Exercise aim –
Search the entries below for "IpAddr" and copy each matching line.

Dataset entries:

▽

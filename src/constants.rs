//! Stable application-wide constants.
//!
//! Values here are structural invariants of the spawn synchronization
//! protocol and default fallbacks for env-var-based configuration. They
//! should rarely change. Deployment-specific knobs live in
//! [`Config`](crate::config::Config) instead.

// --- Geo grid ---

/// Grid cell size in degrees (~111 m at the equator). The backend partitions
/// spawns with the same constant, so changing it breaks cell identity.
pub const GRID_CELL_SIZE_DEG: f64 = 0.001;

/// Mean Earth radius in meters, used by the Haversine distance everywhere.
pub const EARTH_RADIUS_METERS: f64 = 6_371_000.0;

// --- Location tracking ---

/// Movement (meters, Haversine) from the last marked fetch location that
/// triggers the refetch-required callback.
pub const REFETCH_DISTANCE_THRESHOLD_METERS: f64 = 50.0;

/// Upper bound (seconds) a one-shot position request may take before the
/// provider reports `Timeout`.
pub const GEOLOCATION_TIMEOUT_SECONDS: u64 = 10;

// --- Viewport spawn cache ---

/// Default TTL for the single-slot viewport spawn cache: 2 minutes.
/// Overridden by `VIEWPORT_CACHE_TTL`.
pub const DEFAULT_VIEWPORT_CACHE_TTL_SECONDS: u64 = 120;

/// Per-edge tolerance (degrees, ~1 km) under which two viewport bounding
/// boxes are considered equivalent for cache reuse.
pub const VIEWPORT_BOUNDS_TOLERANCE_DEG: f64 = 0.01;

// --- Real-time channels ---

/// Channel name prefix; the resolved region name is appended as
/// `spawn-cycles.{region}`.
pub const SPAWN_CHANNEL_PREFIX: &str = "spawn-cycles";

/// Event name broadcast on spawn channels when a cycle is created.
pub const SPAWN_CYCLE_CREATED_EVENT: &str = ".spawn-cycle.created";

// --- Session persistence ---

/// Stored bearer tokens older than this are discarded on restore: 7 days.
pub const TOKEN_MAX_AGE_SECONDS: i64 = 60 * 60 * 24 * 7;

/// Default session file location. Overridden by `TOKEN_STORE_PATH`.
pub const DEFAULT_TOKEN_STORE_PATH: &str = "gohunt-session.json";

△
▽

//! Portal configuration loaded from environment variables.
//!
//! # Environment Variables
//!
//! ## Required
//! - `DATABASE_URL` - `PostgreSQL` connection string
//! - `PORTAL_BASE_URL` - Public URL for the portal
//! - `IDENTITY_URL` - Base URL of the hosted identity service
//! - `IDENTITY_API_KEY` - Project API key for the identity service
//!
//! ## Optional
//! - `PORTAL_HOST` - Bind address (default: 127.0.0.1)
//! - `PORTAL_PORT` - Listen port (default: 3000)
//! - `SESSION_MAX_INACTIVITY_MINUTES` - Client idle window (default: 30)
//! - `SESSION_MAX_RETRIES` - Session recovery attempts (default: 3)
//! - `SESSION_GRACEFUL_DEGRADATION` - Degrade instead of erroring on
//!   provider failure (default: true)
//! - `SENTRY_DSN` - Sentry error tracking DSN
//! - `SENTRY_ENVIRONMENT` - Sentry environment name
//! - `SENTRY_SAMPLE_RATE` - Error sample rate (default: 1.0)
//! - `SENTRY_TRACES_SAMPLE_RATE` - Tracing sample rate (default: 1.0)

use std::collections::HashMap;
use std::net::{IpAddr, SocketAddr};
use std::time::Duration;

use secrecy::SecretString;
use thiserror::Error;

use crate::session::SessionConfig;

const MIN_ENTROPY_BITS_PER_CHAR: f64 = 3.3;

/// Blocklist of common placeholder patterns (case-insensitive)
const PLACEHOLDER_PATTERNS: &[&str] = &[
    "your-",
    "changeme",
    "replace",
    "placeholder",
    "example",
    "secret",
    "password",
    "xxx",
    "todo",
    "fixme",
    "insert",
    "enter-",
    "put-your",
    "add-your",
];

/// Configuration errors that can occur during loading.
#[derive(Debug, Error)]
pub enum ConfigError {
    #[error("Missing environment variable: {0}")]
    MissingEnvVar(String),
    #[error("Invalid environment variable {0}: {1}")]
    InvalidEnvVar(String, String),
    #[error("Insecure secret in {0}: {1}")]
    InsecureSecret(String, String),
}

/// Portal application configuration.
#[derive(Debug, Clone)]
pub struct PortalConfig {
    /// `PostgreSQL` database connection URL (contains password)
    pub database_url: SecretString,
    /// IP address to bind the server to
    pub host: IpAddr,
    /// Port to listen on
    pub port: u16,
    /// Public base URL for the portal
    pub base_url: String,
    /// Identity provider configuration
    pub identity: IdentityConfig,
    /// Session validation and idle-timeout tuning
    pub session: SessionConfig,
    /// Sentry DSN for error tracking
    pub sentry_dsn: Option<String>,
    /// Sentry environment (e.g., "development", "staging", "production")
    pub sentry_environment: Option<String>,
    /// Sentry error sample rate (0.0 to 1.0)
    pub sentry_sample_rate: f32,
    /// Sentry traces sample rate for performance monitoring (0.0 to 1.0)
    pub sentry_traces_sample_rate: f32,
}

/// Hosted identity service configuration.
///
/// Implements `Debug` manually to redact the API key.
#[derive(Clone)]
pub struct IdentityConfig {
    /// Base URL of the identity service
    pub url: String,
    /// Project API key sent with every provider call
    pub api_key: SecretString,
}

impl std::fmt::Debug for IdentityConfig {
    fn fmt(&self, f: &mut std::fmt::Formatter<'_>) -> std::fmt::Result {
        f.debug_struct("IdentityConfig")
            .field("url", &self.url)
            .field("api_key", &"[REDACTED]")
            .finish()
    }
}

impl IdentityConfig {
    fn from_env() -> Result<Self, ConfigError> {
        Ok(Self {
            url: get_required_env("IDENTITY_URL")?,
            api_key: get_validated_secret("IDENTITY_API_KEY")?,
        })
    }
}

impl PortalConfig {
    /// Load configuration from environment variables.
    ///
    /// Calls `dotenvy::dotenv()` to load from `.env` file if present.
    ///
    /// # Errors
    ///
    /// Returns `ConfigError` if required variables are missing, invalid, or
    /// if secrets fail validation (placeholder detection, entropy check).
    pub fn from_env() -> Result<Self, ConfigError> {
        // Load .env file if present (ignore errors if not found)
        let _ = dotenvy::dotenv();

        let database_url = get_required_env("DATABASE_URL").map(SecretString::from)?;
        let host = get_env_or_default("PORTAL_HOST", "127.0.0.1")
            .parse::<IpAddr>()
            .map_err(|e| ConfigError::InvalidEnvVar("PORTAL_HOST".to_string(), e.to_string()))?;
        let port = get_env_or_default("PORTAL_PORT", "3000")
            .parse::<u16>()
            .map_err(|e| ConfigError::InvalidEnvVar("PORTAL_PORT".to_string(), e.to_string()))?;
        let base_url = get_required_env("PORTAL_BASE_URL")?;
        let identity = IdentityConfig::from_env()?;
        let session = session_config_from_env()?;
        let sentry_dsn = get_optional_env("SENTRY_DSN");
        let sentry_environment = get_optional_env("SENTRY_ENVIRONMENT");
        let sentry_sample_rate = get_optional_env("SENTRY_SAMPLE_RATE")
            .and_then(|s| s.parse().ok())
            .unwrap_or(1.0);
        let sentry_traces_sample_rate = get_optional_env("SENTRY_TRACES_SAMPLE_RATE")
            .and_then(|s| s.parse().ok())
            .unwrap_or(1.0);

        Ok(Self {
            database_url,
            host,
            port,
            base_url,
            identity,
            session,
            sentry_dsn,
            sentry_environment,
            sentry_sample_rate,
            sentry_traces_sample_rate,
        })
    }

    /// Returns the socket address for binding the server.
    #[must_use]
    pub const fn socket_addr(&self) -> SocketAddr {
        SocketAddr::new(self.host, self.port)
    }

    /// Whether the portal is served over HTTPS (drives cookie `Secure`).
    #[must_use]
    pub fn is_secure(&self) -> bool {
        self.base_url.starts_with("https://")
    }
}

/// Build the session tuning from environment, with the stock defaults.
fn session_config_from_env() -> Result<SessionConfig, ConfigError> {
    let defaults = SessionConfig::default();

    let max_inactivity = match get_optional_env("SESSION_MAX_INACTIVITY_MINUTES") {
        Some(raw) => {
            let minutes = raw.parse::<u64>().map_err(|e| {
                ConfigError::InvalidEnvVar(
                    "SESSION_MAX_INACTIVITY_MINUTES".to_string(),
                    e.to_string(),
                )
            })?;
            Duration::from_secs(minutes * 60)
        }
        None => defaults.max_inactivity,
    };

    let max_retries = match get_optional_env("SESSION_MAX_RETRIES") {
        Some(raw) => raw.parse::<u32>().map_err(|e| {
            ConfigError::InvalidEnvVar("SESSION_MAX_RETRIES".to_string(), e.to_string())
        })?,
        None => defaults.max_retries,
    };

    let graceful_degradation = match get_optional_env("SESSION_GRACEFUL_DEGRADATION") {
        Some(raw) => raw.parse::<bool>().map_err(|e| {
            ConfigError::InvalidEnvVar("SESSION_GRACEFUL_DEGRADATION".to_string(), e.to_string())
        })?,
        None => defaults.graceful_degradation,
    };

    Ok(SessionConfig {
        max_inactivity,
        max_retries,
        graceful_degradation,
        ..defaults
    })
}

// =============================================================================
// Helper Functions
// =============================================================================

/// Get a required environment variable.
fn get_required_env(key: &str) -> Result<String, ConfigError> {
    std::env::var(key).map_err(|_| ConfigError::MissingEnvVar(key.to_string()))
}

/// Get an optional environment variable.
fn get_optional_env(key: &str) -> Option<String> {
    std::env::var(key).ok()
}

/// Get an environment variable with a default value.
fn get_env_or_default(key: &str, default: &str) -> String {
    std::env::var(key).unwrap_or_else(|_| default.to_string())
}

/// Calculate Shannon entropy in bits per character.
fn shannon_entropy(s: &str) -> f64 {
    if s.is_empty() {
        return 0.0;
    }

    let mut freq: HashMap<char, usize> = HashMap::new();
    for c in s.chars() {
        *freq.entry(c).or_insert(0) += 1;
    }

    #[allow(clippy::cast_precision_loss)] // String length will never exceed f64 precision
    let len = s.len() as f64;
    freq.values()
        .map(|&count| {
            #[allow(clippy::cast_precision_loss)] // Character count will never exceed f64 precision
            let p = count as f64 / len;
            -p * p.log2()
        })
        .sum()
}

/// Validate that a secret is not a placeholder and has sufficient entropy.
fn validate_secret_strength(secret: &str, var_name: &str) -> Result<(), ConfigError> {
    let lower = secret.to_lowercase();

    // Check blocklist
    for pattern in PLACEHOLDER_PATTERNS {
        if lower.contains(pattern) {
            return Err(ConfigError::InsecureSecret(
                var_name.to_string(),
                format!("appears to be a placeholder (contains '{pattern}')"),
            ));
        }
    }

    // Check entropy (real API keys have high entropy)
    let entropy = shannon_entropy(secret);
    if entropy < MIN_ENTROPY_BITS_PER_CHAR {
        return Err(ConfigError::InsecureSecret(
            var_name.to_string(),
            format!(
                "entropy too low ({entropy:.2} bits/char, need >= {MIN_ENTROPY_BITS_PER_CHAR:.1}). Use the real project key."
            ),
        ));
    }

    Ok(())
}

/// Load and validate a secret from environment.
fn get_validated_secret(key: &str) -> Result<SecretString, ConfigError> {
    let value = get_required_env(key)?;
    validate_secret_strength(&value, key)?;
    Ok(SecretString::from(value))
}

△

Response area –
use std::net::{IpAddr, SocketAddr};
    pub host: IpAddr,
            .parse::<IpAddr>()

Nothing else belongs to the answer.